§ What the task asks:
A single stretch of the material below is to be transcribed exactly, starting at the line with "filename src/message.rs" and ending after the line with "#[derive(Debug, Clone, Copy, PartialEq, Eq, thiserror::Error)]".

§ Data extracts:
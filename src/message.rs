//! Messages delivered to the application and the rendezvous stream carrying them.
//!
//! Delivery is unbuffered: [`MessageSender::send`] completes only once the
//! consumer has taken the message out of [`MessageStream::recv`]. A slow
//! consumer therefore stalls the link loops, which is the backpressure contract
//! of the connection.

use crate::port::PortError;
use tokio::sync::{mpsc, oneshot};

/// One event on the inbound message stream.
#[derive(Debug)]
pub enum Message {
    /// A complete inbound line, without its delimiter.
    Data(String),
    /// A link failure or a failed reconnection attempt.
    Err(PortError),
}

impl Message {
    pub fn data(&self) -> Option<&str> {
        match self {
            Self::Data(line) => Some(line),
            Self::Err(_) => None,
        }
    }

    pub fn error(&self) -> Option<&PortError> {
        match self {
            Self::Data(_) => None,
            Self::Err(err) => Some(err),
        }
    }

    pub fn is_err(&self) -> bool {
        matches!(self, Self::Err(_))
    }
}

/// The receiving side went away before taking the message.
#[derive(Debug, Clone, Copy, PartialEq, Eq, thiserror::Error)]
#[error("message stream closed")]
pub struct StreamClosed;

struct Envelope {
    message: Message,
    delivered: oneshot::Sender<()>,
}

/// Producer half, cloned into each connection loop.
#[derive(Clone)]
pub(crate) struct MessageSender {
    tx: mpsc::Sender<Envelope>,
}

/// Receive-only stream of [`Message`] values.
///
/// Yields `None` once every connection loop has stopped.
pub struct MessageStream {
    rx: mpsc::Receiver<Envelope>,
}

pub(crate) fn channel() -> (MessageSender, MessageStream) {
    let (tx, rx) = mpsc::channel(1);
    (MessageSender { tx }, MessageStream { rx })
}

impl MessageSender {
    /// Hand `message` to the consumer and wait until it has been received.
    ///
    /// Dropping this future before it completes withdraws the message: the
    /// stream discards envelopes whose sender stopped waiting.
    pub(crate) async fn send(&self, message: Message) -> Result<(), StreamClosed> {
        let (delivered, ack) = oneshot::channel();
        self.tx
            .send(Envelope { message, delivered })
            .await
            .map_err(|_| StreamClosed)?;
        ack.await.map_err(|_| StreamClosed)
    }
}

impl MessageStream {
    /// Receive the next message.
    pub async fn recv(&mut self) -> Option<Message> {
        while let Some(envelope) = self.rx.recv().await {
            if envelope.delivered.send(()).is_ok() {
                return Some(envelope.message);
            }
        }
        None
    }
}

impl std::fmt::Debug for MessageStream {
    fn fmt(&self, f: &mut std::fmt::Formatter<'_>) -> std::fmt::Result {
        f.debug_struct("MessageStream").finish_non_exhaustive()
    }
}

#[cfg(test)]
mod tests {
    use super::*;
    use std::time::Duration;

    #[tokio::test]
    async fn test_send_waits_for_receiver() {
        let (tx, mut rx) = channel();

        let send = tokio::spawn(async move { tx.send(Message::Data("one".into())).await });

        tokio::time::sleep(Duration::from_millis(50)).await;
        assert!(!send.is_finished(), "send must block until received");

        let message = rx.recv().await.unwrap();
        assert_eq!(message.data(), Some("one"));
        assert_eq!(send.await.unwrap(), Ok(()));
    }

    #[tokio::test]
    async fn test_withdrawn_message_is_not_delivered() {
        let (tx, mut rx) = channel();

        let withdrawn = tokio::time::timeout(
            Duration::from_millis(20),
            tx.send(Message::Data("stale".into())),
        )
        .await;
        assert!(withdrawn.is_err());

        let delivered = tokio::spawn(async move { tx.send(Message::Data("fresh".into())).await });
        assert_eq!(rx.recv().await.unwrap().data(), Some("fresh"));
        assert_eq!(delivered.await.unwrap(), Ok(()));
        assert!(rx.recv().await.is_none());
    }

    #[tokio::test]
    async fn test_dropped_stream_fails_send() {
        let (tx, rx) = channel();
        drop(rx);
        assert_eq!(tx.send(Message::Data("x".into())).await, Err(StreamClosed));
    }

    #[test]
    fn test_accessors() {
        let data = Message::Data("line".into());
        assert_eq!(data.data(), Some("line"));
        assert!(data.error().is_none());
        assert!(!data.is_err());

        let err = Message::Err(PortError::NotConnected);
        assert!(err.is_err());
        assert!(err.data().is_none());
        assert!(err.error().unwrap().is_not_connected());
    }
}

---

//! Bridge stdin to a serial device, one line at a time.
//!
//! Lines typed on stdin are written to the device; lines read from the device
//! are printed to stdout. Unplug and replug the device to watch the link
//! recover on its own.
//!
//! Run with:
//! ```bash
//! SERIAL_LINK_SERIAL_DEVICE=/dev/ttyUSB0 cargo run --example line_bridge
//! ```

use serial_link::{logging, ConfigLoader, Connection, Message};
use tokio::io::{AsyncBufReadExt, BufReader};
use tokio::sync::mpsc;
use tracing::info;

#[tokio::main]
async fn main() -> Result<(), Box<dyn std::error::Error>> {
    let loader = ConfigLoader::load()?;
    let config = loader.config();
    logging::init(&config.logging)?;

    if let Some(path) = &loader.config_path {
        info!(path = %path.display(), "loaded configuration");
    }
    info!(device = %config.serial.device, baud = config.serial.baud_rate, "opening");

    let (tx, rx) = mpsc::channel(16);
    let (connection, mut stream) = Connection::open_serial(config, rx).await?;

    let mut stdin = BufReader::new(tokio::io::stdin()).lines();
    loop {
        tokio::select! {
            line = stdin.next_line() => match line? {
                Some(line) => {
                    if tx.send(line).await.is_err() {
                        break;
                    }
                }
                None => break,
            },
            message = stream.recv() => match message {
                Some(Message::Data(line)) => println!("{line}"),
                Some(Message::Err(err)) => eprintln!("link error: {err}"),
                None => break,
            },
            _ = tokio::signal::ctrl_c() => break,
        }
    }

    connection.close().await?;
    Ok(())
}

§ Task response:
filename src/message.rs
//! Messages delivered to the application and the rendezvous stream carrying them.
//!
//! Delivery is unbuffered: [`MessageSender::send`] completes only once the
//! consumer has taken the message out of [`MessageStream::recv`]. A slow
//! consumer therefore stalls the link loops, which is the backpressure contract
//! of the connection.

use crate::port::PortError;
use tokio::sync::{mpsc, oneshot};

/// One event on the inbound message stream.
#[derive(Debug)]
pub enum Message {
    /// A complete inbound line, without its delimiter.
    Data(String),
    /// A link failure or a failed reconnection attempt.
    Err(PortError),
}

impl Message {
    pub fn data(&self) -> Option<&str> {
        match self {
            Self::Data(line) => Some(line),
            Self::Err(_) => None,
        }
    }

    pub fn error(&self) -> Option<&PortError> {
        match self {
            Self::Data(_) => None,
            Self::Err(err) => Some(err),
        }
    }

    pub fn is_err(&self) -> bool {
        matches!(self, Self::Err(_))
    }
}

/// The receiving side went away before taking the message.
#[derive(Debug, Clone, Copy, PartialEq, Eq, thiserror::Error)]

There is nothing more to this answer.